Me siento un intruso cuando la burocracia me empuja a rebuscar papeles en ese armario y cajones que ya no va a abrir y donde campa un obstinado silencio; y me emociona encontrar esas cartas de noviazgo guardadas por él, que mi madre le envió durante el servicio militar en la Escuela de Estado Mayor. Esas que soy incapaz de leer más allá de ese espero que a la llegada de mi carta te encuentres bien. Y entre las cartas de noviazgo rescato una de su amigo Juan, felicitándolo por haber logrado conquistar a su Conchita. Tengo que cuidarla, refería de mi madre antes de que la enfermedad lo encogiera, llegado ya su invierno, cuando yo lo llamaba pesado por tener su nombre en la boca a cada instante. Si se me va, se marcha mi mejor amiga, decía con convencimiento.
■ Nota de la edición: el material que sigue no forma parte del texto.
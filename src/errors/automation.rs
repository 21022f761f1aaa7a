use std::time::Duration;
use thiserror::Error;
use redis::RedisError;

#[derive(Error, Debug)]
pub enum AutomationError {
    // Backends report their own message; it is recorded on the task verbatim
    #[error("{0}")]
    Backend(String),

    #[error("Image not found: {0}")]
    ImageNotFound(String),

    #[error("Task timed out after {0:?}")]
    Timeout(Duration),

    #[error("Task panicked: {0}")]
    TaskPanic(String),

    #[error("Redis error: {0}")]
    Redis(#[from] RedisError),

    #[error("Serialization error: {0}")]
    Serialization(#[from] serde_json::Error),
}

impl AutomationError {
    pub fn backend(msg: impl Into<String>) -> Self {
        AutomationError::Backend(msg.into())
    }
}

pub type AutomationResult<T> = Result<T, AutomationError>;
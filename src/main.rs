mod models;
mod handlers;
mod services;
mod engine;
mod worker;
mod config;
mod errors;

use std::sync::Arc;
use std::time::Duration;
use crate::{
    config::{Config, StorageBackend},
    engine::{AutomationEngine, EngineConfig},
    handlers::AppState,
    services::{MemoryMetadataStore, MetadataStore, MockAutomation, RedisMetadataStore},
};

#[tokio::main]
async fn main() {
    // Initialize basic tracing subscriber
    tracing_subscriber::fmt::init();

    // Load configuration
    let config = Config::load().expect("Failed to load configuration");

    // Image metadata store
    let store: Arc<dyn MetadataStore> = match config.storage.backend {
        StorageBackend::Redis => {
            let client = redis::Client::open(config.redis.url.as_str())
                .expect("Failed to connect to Redis");
            Arc::new(RedisMetadataStore::new(Arc::new(client)))
        }
        StorageBackend::Memory => {
            tracing::warn!("Using in-memory metadata store; image records are lost on restart");
            Arc::new(MemoryMetadataStore::new())
        }
    };

    // Automation backend and engine, one per process
    let backend = Arc::new(MockAutomation::new(Duration::from_millis(
        config.automation.simulated_latency_ms,
    )));
    let engine = AutomationEngine::new(
        backend,
        store.clone(),
        EngineConfig {
            call_timeout: config.automation.call_timeout_secs.map(Duration::from_secs),
        },
    );

    let app = handlers::router(AppState { engine, store }, config.upload.max_body_size);

    let listener = tokio::net::TcpListener::bind(
        format!("{}:{}", config.server.host, config.server.port)
    )
    .await
    .expect("Failed to bind server");

    tracing::info!("Server running on {}:{}", config.server.host, config.server.port);
    axum::serve(listener, app.into_make_service())
        .await
        .expect("Failed to start server");
}
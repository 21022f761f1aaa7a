use async_trait::async_trait;
use crate::errors::AutomationResult;
use crate::models::ImageSnapshot;

/// The AI-style capabilities the engine fans work out to.
///
/// Every call may fail; the engine records the failure on the task.
#[async_trait]
pub trait AutomationBackend: Send + Sync {
    async fn generate_title(&self, image: &ImageSnapshot, description: &str) -> AutomationResult<String>;

    async fn extract_tags(&self, image: &ImageSnapshot) -> AutomationResult<Vec<String>>;

    /// Dedupe and normalize raw tags.
    async fn clean_tags(&self, tags: Vec<String>) -> AutomationResult<Vec<String>>;

    /// Hex color codes, e.g. `#FF5733`.
    async fn extract_palette(&self, image: &ImageSnapshot) -> AutomationResult<Vec<String>>;
}
use thiserror::Error;

pub mod response;
pub mod automation;

// Re-export commonly used types
pub use automation::{AutomationError, AutomationResult};

#[derive(Error, Debug)]
pub enum AppError {
    #[error("Validation error: {0}")]
    Validation(String),

    #[error("Not found: {0}")]
    NotFound(String),

    #[error("Automation error: {0}")]
    Automation(#[from] AutomationError),
}

// Custom result type
pub type AppResult<T> = Result<T, AppError>;
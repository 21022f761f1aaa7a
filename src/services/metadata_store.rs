use async_trait::async_trait;
use chrono::Utc;
use crate::errors::AutomationResult;
use crate::models::Image;

/// Key-value image records keyed by image id.
#[async_trait]
pub trait MetadataStore: Send + Sync {
    async fn get_image(&self, image_id: &str) -> AutomationResult<Option<Image>>;

    async fn save_image(&self, image: &Image) -> AutomationResult<()>;

    async fn list_images(&self) -> AutomationResult<Vec<Image>>;

    async fn persist_title(&self, image_id: &str, title: &str) -> AutomationResult<()>;

    async fn persist_tags(&self, image_id: &str, tags: &[String]) -> AutomationResult<()>;

    async fn persist_palette(&self, image_id: &str, colors: &[String]) -> AutomationResult<()>;
}

// Shared by the store implementations: which metadata field a persist call writes
pub(crate) enum MetadataField<'a> {
    Title(&'a str),
    Tags(&'a [String]),
    Palette(&'a [String]),
}

impl MetadataField<'_> {
    pub(crate) fn apply(&self, image: &mut Image) {
        match self {
            MetadataField::Title(title) => image.metadata.title = Some(title.to_string()),
            MetadataField::Tags(tags) => image.metadata.tags = tags.to_vec(),
            MetadataField::Palette(colors) => image.metadata.colors = colors.to_vec(),
        }
        image.metadata.updated_at = Some(Utc::now());
    }
}
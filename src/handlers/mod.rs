mod image;
mod task;

use std::sync::Arc;
use axum::{
    routing::{delete, get, post, put},
    Router,
    extract::DefaultBodyLimit,
};
use tower_http::limit::RequestBodyLimitLayer;
use crate::engine::AutomationEngine;
use crate::services::MetadataStore;

pub use image::{get_image, list_image_tasks, list_images, put_image};
pub use task::{
    clear_completed_tasks, get_overall_progress, get_task, list_tasks, retry_task, start_tasks,
    task_events,
};

// Application state shared between handlers
#[derive(Clone)]
pub struct AppState {
    pub engine: AutomationEngine,
    pub store: Arc<dyn MetadataStore>,
}

pub fn router(state: AppState, max_body_size: usize) -> Router {
    Router::new()
        // Image routes
        .route("/images", get(list_images))
        .route("/images/:image_id", put(put_image).get(get_image))
        .route("/images/:image_id/tasks", get(list_image_tasks))

        // Task routes
        .route("/tasks", post(start_tasks).get(list_tasks))
        .route("/tasks/completed", delete(clear_completed_tasks))
        .route("/tasks/progress", get(get_overall_progress))
        .route("/tasks/events", get(task_events))
        .route("/tasks/:task_id", get(get_task))
        .route("/tasks/:task_id/retry", post(retry_task))

        // Request body limits from config
        .layer(DefaultBodyLimit::disable())
        .layer(RequestBodyLimitLayer::new(max_body_size))

        .with_state(state)
}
Recojo tras la estufa de leña los pequeños envoltorios de los caramelos que liaba a modo de torcidas y tiraba en cualquier lugar, y me estremezco como el naranjo del corral al presentir otro invierno.
A la memoria de mi padre, por Jesús Manrique
1 comentario
Siempre es un placer leer a Jesús, esta carta a manera de despedida que escribe a su padre, no está exenta de sentimientos como no podía ser de otra manera, porque cuando Jesús escribe despierta todos los sentidos al leerlo. Te hace participe de sus narraciones con su manera de describir, situándose en el momento y el lugar de lo escrito. El amor que demuestra a su padre en esta despedida se palpa por la fuerza del relato.